03.08.2014, 08:43 AM
Zitat:Original geschrieben von Rumgucker
Für die Anodenspannung ist es völlig egal, ob Du vor dem Wandler oder nach dem Wandler mit einem großen Kondensator siebst. ICH wollte keine direkt geheizte Röhre betreiben (ich besitze gar keine direkt geheizten Röhren). Das willst DU. Dadurch hast Du eine andere Lösung gefunden: nämlich den Siebkondensator primär zu setzen.
I had to straighten this out:
- if we rectify the electronic transformer output, we get 200Hz ripple instead of 100Hz, and we can fight it with caps, regulators, etc. But it is DC, which means the two ends of the filamentary cathode (direct heated) are at different potential, i.e. bias.

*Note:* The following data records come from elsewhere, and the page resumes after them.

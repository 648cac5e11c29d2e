use std::sync::{Arc, LazyLock};

use regex::Regex;
use sqlx::SqlitePool;

use super::AuditService;
use crate::auth::{password, AuthUser};
use crate::error::{AppError, AppResult, FieldError};
use crate::models::{
    like_pattern, ChangePassword, CreatedUser, Group, GroupFilter, GroupSummary, MessageResponse,
    NewGroup, NewPasswordResponse, NewUser, Operation, Page, PageParams, Permission,
    PermissionFilter, UpdateGroup, UpdateUser, User, UserFilter,
};
use crate::repositories::{
    CreateUserData, EmployeeRepository, GroupRepository, PermissionRepository, UserRepository,
};

static EMAIL_PATTERN: LazyLock<Regex> = LazyLock::new(|| {
    Regex::new(r"^[^@\s]+@[^@\s]+\.[^@\s]+$").expect("Invalid email pattern")
});

fn valid_email(email: &str) -> bool {
    EMAIL_PATTERN.is_match(email.trim())
}

/// Users, groups and the permission catalogue
pub struct UserService {
    db: SqlitePool,
    audit: Arc<AuditService>,
}

impl UserService {
    pub fn new(db: SqlitePool, audit: Arc<AuditService>) -> Self {
        Self { db, audit }
    }

    pub async fn create_user(&self, actor: &AuthUser, data: NewUser) -> AppResult<CreatedUser> {
        let mut errors = Vec::new();

        if let Some(group_id) = data.group_id {
            if GroupRepository::get_by_id(&self.db, group_id).await?.is_none() {
                errors.push(FieldError::new("groupId", "Grupo não encontrado"));
            }
        }
        if let Some(employee_id) = data.employee_id {
            if !EmployeeRepository::exists(&self.db, employee_id).await? {
                errors.push(FieldError::new("employeeId", "Colaborador não encontrado"));
            } else if UserRepository::employee_linked(&self.db, employee_id, None).await? {
                errors.push(FieldError::new(
                    "employeeId",
                    "Colaborador já vinculado a outro usuário",
                ));
            }
        }
        if UserRepository::username_taken(&self.db, &data.username, None).await? {
            errors.push(FieldError::new("username", "Nome de usuário já existe"));
        }
        if !valid_email(&data.email) {
            errors.push(FieldError::new("email", "Email inválido"));
        } else if UserRepository::email_taken(&self.db, &data.email, None).await? {
            errors.push(FieldError::new("email", "Email já existe"));
        }
        AppError::check(errors)?;

        let plain = data
            .password
            .filter(|p| !p.is_empty())
            .unwrap_or_else(password::generate);

        let id = UserRepository::create(
            &self.db,
            CreateUserData {
                username: data.username,
                email: data.email,
                password_hash: password::hash(&plain).await?,
                is_staff: data.is_staff,
                is_active: data.is_active,
                group_id: data.group_id,
                employee_id: data.employee_id,
                department: data.department,
                manager: data.manager,
            },
        )
        .await?;

        self.audit
            .record(Some(actor.id()), "auth", "user", Operation::Create, Some(id))
            .await;
        tracing::info!("Created user {}", id);

        Ok(CreatedUser {
            user: self.get_user(id).await?,
            password: plain,
        })
    }

    pub async fn update_user(&self, actor: &AuthUser, id: i64, data: UpdateUser) -> AppResult<User> {
        let mut account = UserRepository::get_account(&self.db, id)
            .await?
            .ok_or_else(user_not_found)?;

        let mut errors = Vec::new();
        if let Some(username) = data.username.filter(|u| *u != account.username) {
            if UserRepository::username_taken(&self.db, &username, Some(id)).await? {
                errors.push(FieldError::new("username", "Nome de usuário já existe"));
            }
            account.username = username;
        }
        if let Some(email) = data.email.filter(|e| *e != account.email) {
            if !valid_email(&email) {
                errors.push(FieldError::new("email", "Email inválido"));
            } else if UserRepository::email_taken(&self.db, &email, Some(id)).await? {
                errors.push(FieldError::new("email", "Email já existe"));
            }
            account.email = email;
        }
        if let Some(group_id) = data.group_id.filter(|g| Some(*g) != account.group_id) {
            if GroupRepository::get_by_id(&self.db, group_id).await?.is_none() {
                errors.push(FieldError::new("groupId", "Grupo não encontrado"));
            }
            account.group_id = Some(group_id);
        }
        if let Some(employee_id) = data.employee_id.filter(|e| Some(*e) != account.employee_id) {
            if !EmployeeRepository::exists(&self.db, employee_id).await? {
                errors.push(FieldError::new("employeeId", "Colaborador não encontrado"));
            } else if UserRepository::employee_linked(&self.db, employee_id, Some(id)).await? {
                errors.push(FieldError::new(
                    "employeeId",
                    "Colaborador já vinculado a outro usuário",
                ));
            }
            account.employee_id = Some(employee_id);
        }
        AppError::check(errors)?;

        if let Some(is_staff) = data.is_staff {
            account.is_staff = is_staff;
        }
        if let Some(is_active) = data.is_active {
            account.is_active = is_active;
        }
        if data.department.is_some() {
            account.department = data.department;
        }
        if data.manager.is_some() {
            account.manager = data.manager;
        }

        UserRepository::update(&self.db, &account).await?;
        self.audit
            .record(Some(actor.id()), "auth", "user", Operation::Update, Some(id))
            .await;

        self.get_user(id).await
    }

    pub async fn get_user(&self, id: i64) -> AppResult<User> {
        UserRepository::get_by_id(&self.db, id)
            .await?
            .ok_or_else(user_not_found)
    }

    pub async fn list_users(&self, filter: &UserFilter, page: PageParams) -> AppResult<Page<User>> {
        page.validate()?;
        let (items, total) = UserRepository::list(&self.db, filter, page).await?;
        Ok(Page::new(items, total, page))
    }

    pub async fn change_password(
        &self,
        user: &AuthUser,
        data: ChangePassword,
    ) -> AppResult<MessageResponse> {
        if !password::verify(&data.current_password, &user.account.password).await {
            return Err(AppError::field("password", "Senha atual inválida"));
        }
        if data.new_password.is_empty() {
            return Err(AppError::field("newPassword", "Senha não pode ser vazia"));
        }

        UserRepository::set_password(&self.db, user.id(), &password::hash(&data.new_password).await?)
            .await?;
        self.audit
            .record(Some(user.id()), "auth", "user", Operation::Update, Some(user.id()))
            .await;

        Ok(MessageResponse::new("Senha alterada com sucesso."))
    }

    /// Replace a user's password with a generated one and return it once.
    pub async fn new_password(&self, actor: &AuthUser, user_id: i64) -> AppResult<NewPasswordResponse> {
        if UserRepository::get_account(&self.db, user_id).await?.is_none() {
            return Err(user_not_found());
        }

        let plain = password::generate();
        UserRepository::set_password(&self.db, user_id, &password::hash(&plain).await?).await?;
        self.audit
            .record(Some(actor.id()), "auth", "user", Operation::Update, Some(user_id))
            .await;
        tracing::info!("Generated a new password for user {}", user_id);

        Ok(NewPasswordResponse {
            user_id,
            password: plain,
        })
    }

    // Groups

    pub async fn create_group(&self, actor: &AuthUser, data: NewGroup) -> AppResult<Group> {
        let mut errors = Vec::new();
        if data.name.trim().is_empty() {
            errors.push(FieldError::new("name", "Nome é obrigatório"));
        } else if GroupRepository::get_by_name(&self.db, &data.name).await?.is_some() {
            errors.push(FieldError::new("name", "Grupo já existe"));
        }
        errors.extend(self.check_permissions(&data.permissions).await?);
        AppError::check(errors)?;

        let mut tx = self.db.begin().await?;
        let id = GroupRepository::create_with_executor(&mut *tx, &data.name).await?;
        GroupRepository::set_permissions(&mut tx, id, &data.permissions).await?;
        tx.commit().await?;

        self.audit
            .record(Some(actor.id()), "auth", "group", Operation::Create, Some(id))
            .await;
        self.get_group(id).await
    }

    pub async fn update_group(&self, actor: &AuthUser, id: i64, data: UpdateGroup) -> AppResult<Group> {
        let group = GroupRepository::get_by_id(&self.db, id)
            .await?
            .ok_or_else(group_not_found)?;

        let mut errors = Vec::new();
        if let Some(name) = data.name.as_ref().filter(|n| **n != group.name) {
            if GroupRepository::get_by_name(&self.db, name).await?.is_some() {
                errors.push(FieldError::new("name", "Grupo já existe"));
            }
        }
        if let Some(permissions) = &data.permissions {
            errors.extend(self.check_permissions(permissions).await?);
        }
        AppError::check(errors)?;

        let mut tx = self.db.begin().await?;
        if let Some(name) = &data.name {
            GroupRepository::rename_with_executor(&mut *tx, id, name).await?;
        }
        if let Some(permissions) = &data.permissions {
            GroupRepository::set_permissions(&mut tx, id, permissions).await?;
        }
        tx.commit().await?;

        self.audit
            .record(Some(actor.id()), "auth", "group", Operation::Update, Some(id))
            .await;
        self.get_group(id).await
    }

    pub async fn get_group(&self, id: i64) -> AppResult<Group> {
        let group = GroupRepository::get_by_id(&self.db, id)
            .await?
            .ok_or_else(group_not_found)?;
        self.with_permissions(group).await
    }

    pub async fn list_groups(&self, filter: &GroupFilter, page: PageParams) -> AppResult<Page<Group>> {
        page.validate()?;
        let search = like_pattern(filter.search.as_deref());
        let (groups, total) = GroupRepository::list(&self.db, search.as_deref(), page).await?;

        let mut items = Vec::with_capacity(groups.len());
        for group in groups {
            items.push(self.with_permissions(group).await?);
        }
        Ok(Page::new(items, total, page))
    }

    pub async fn list_permissions(&self, filter: &PermissionFilter) -> AppResult<Vec<Permission>> {
        Ok(PermissionRepository::list(&self.db, filter.module.as_deref()).await?)
    }

    async fn with_permissions(&self, group: GroupSummary) -> AppResult<Group> {
        let permissions = PermissionRepository::for_group(&self.db, group.id).await?;
        Ok(Group {
            id: group.id,
            name: group.name,
            permissions,
        })
    }

    async fn check_permissions(&self, ids: &[i64]) -> AppResult<Vec<FieldError>> {
        let mut errors = Vec::new();
        for id in ids {
            if PermissionRepository::get_by_id(&self.db, *id).await?.is_none() {
                errors.push(FieldError::new(
                    "permissions",
                    format!("Permissão {} não encontrada", id),
                ));
            }
        }
        Ok(errors)
    }
}

fn user_not_found() -> AppError {
    AppError::not_found("userId", "Usuário não encontrado")
}

fn group_not_found() -> AppError {
    AppError::not_found("groupId", "Grupo não encontrado")
}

This is the main problem with DC on direct heated cathode.
- if we add the cap before the half wave circuit, we improve 100Hz ripple that will be thus dramatically reduced (virtually irrelevant) in the output of the electronic transformer. This leaves us with a "pure" 40-60kHz AC that we can use to heat the direct heated cathode. 40-60kHz "hum" is something that we cannot hear, and once nulled across a humdinger pot, we are left with the residual 2nd harmonic which is 80-120kHz that is so high that even intermodulation distortion is not audible.
The cathode is all at the same potential, because it is heated with AC, which becomes a major plus if hum is not audible.
I hope you are getting the huge difference now.
If we apply your inverse additional transformer, we are going to get high voltage B+, like 300V, without 100 or 200Hz ripple. The rectification ripple is going to be, if with full wave doubler, at 80-120Hz, thus not audible. And you can save on the caps.
This arrangement I am going to try for a preamp (with phono) to check the sound quality: simple and cheap solution, but the resulting sound is the most important issue, otherwise it is just an exercise.
I hope you got it now, since I am not going to repeat.